Pero en su voz había aparecido una nota de reserva.
—Vamos a entrar —dijo Nedra—. Ha sido un día muy agitado y estoy tan cansada que tengo la impresión de que ando sobre los huesos de mis piernas, en vez de hacerlo sobre mis pies.
—Lo siento —dijo West, sin moverse.
—¿Qué pasa? —preguntó Nedra, en tono alarmado—. ¿No cree usted que el coronel es uno de los nuestros? Le he dicho que lo era.
—No he dicho que no la creyera a usted. Pero, ¿y si se equivoca?
—No puedo equivocarme. Me ha seguido, ¿no? Eso demuestra que estoy en lo cierto.
—Los hombres han estado siguiendo a las mujeres desde que Bhumi empezó a girar —replicó West—. ¿Y si se equivocara usted?
—¡Oh! —murmuró Nedra, desalentada.
—En ese caso, ¿quién acabaría con él?
—¡Oh! —volvió a murmurar Nedra, cada vez más desalentada.

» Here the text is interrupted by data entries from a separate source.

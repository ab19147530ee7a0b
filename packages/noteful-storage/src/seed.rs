//! Bulk inserts with caller-chosen ids, used to load fixture data.

use sqlx::{PgConnection, Postgres, QueryBuilder};
use uuid::Uuid;

use crate::{Error, Result, db::Db, models::NewNote, schema};

const BATCH_SIZE: usize = 1_000;

#[derive(Clone, Debug)]
pub struct LabelSeed {
	pub id: Uuid,
	pub name: String,
}

#[derive(Clone, Debug)]
pub struct NoteSeed {
	pub id: Uuid,
	pub note: NewNote,
}

/// A full data set for [`Db::reload`].
#[derive(Clone, Debug, Default)]
pub struct SeedData {
	pub folders: Vec<LabelSeed>,
	pub tags: Vec<LabelSeed>,
	pub notes: Vec<NoteSeed>,
}

/// Rows inserted per table by [`Db::reload`].
#[derive(Clone, Copy, Debug, Default, PartialEq, Eq)]
pub struct SeedReport {
	pub folders: u64,
	pub tags: u64,
	pub notes: u64,
}

impl Db {
	/// Drops every table, recreates the schema, and inserts `data`, all in one transaction.
	/// On failure the previous tables and rows are left as they were.
	pub async fn reload(&self, data: &SeedData) -> Result<SeedReport> {
		let mut tx = self.pool.begin().await?;

		Db::lock_schema(&mut tx).await?;
		sqlx::query(Db::DROP_TABLES).execute(&mut *tx).await?;
		sqlx::raw_sql(&schema::render_schema()).execute(&mut *tx).await?;

		let report = SeedReport {
			notes: insert_notes(&mut tx, &data.notes).await?,
			folders: insert_labels(&mut tx, "folders", "Folder name", &data.folders).await?,
			tags: insert_labels(&mut tx, "tags", "Tag name", &data.tags).await?,
		};

		tx.commit().await?;

		tracing::warn!(?report, "Replaced notes, tags, and folders with seed data.");

		Ok(report)
	}

	pub async fn insert_folders(&self, rows: &[LabelSeed]) -> Result<u64> {
		let mut tx = self.pool.begin().await?;
		let inserted = insert_labels(&mut tx, "folders", "Folder name", rows).await?;

		tx.commit().await?;

		Ok(inserted)
	}

	pub async fn insert_tags(&self, rows: &[LabelSeed]) -> Result<u64> {
		let mut tx = self.pool.begin().await?;
		let inserted = insert_labels(&mut tx, "tags", "Tag name", rows).await?;

		tx.commit().await?;

		Ok(inserted)
	}

	pub async fn insert_notes(&self, rows: &[NoteSeed]) -> Result<u64> {
		let mut tx = self.pool.begin().await?;
		let inserted = insert_notes(&mut tx, rows).await?;

		tx.commit().await?;

		Ok(inserted)
	}
}

/// Inserts notes in slice order, so insertion order is the `created_at` tie-break.
async fn insert_notes(conn: &mut PgConnection, rows: &[NoteSeed]) -> Result<u64> {
	let mut inserted = 0;

	for batch in rows.chunks(BATCH_SIZE) {
		let mut builder: QueryBuilder<Postgres> =
			QueryBuilder::new("INSERT INTO notes (id, title, content, folder_id, tags) ");

		builder.push_values(batch, |mut row, seed| {
			row.push_bind(seed.id)
				.push_bind(seed.note.title.as_str())
				.push_bind(seed.note.content.as_deref())
				.push_bind(seed.note.folder_id)
				.push_bind(seed.note.tags.as_slice());
		});

		inserted += builder.build().execute(&mut *conn).await?.rows_affected();
	}

	Ok(inserted)
}

async fn insert_labels(
	conn: &mut PgConnection,
	table: &'static str,
	conflict_field: &str,
	rows: &[LabelSeed],
) -> Result<u64> {
	let mut inserted = 0;

	for batch in rows.chunks(BATCH_SIZE) {
		let mut builder: QueryBuilder<Postgres> =
			QueryBuilder::new(format!("INSERT INTO {table} (id, name) "));

		builder.push_values(batch, |mut row, seed| {
			row.push_bind(seed.id).push_bind(seed.name.as_str());
		});

		inserted += builder
			.build()
			.execute(&mut *conn)
			.await
			.map_err(|err| Error::from_write(err, conflict_field))?
			.rows_affected();
	}

	Ok(inserted)
}
use clap::Parser;

#[tokio::main]
async fn main() -> color_eyre::Result<()> {
	color_eyre::install()?;

	let args = noteful_api::Args::parse();

	noteful_api::run(args).await
}
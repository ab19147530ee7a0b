use time::OffsetDateTime;
use uuid::Uuid;

#[derive(Clone, Debug, PartialEq, Eq, sqlx::FromRow)]
pub struct Folder {
	pub id: Uuid,
	pub name: String,
	pub created_at: OffsetDateTime,
	pub updated_at: OffsetDateTime,
}

#[derive(Clone, Debug, PartialEq, Eq, sqlx::FromRow)]
pub struct Tag {
	pub id: Uuid,
	pub name: String,
	pub created_at: OffsetDateTime,
	pub updated_at: OffsetDateTime,
}

/// A stored note. `seq` is the store's insertion counter and only breaks `created_at` ties.
#[derive(Clone, Debug, PartialEq, Eq, sqlx::FromRow)]
pub struct Note {
	pub id: Uuid,
	pub seq: i64,
	pub title: String,
	pub content: Option<String>,
	pub folder_id: Option<Uuid>,
	pub tags: Vec<Uuid>,
	pub created_at: OffsetDateTime,
	pub updated_at: OffsetDateTime,
}

#[derive(Clone, Debug, Default, PartialEq, Eq)]
pub struct NewNote {
	pub title: String,
	pub content: Option<String>,
	pub folder_id: Option<Uuid>,
	pub tags: Vec<Uuid>,
}

/// Partial note update. The outer `Option` means "leave unchanged"; for `content` and
/// `folder_id` an inner `None` clears the field.
#[derive(Clone, Debug, Default, PartialEq, Eq)]
pub struct NotePatch {
	pub title: Option<String>,
	pub content: Option<Option<String>>,
	pub folder_id: Option<Option<Uuid>>,
}
impl NotePatch {
	pub fn is_empty(&self) -> bool {
		self.title.is_none() && self.content.is_none() && self.folder_id.is_none()
	}
}

/// Conjunction of optional note filters.
#[derive(Clone, Debug, Default, PartialEq, Eq)]
pub struct NoteFilter {
	/// Case-insensitive literal substring matched against `title` or `content`.
	pub search_term: Option<String>,
	pub folder_id: Option<Uuid>,
	pub tag_id: Option<Uuid>,
}

#[derive(Clone, Copy, Debug, Default, PartialEq, Eq)]
pub struct CascadeReport {
	pub removed: bool,
	pub notes_updated: u64,
}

—Ya conoce usted las normas. No podemos tener entre nosotros más que a verdaderos mudables.
—Sí.
—En el caso de que alguien nos traiga una persona que no es un verdadero mudable, tiene la obligación de eliminarle.
—Lo sé —dijo Nedra.
—Por lo tanto, tendría que ser usted quien eliminara al coronel —continuó West—. ¿Podría hacerlo?
—Bueno, no quisiera... —vaciló Nedra—. Pero lo haría.
—Espero que no me veré obligado a recordarle su promesa —dijo West—. Bien, pueden entrar los dos. Es decir, si el coronel lo desea.
—Desde luego —asintió Zen—. Ninguno de ustedes es capaz de eliminar a nadie.
Hablaba con aparente seguridad, pero en su fuero interno experimentaba serias dudas. Ninguno de los miembros de la nueva gente había traicionado nunca a su grupo. Eso quería decir algo.
Nedra encontró el brazo de Zen.
—¿Lloraría usted después de haberme eliminado? —preguntó Kurt.
—S-sí.
—Pero, el saber que iba a llorar, no le impediría liquidarme, ¿verdad?
—No.
—Bueno, sería una idea agradable, después de todo, aunque no me favoreciera en nada.
—Lo dice usted como si no le importara demasiado —dijo la muchacha.
—Hay veces en que estoy convencido de que la muerte sería una bendición —afirmó Zen en tono grave—. La vida allí —extendió la mano señalando las lejanas llanuras— llega a hacerse fastidiosa. No soy aficionado a hacer frases, pero lo que le digo es la pura verdad.
La enfermera permaneció silenciosa.
—Sí, lo comprendo —dijo finalmente—. Hubo una época en que también yo opinaba así.
—¿Tendremos que andar mucho antes de llegar a...? ¡Diablo! ¿Adonde vamos ahora, si es que vamos a alguna parte? —preguntó Zen.
—Vamos a nuestro centro —respondió Nedra.
—Hum... —murmuró Zen.
Deseaba decir algo más, pero decidió que le convenía andarse con cuidado.
West les precedió por un antiguo túnel excavado en la ladera de la montaña.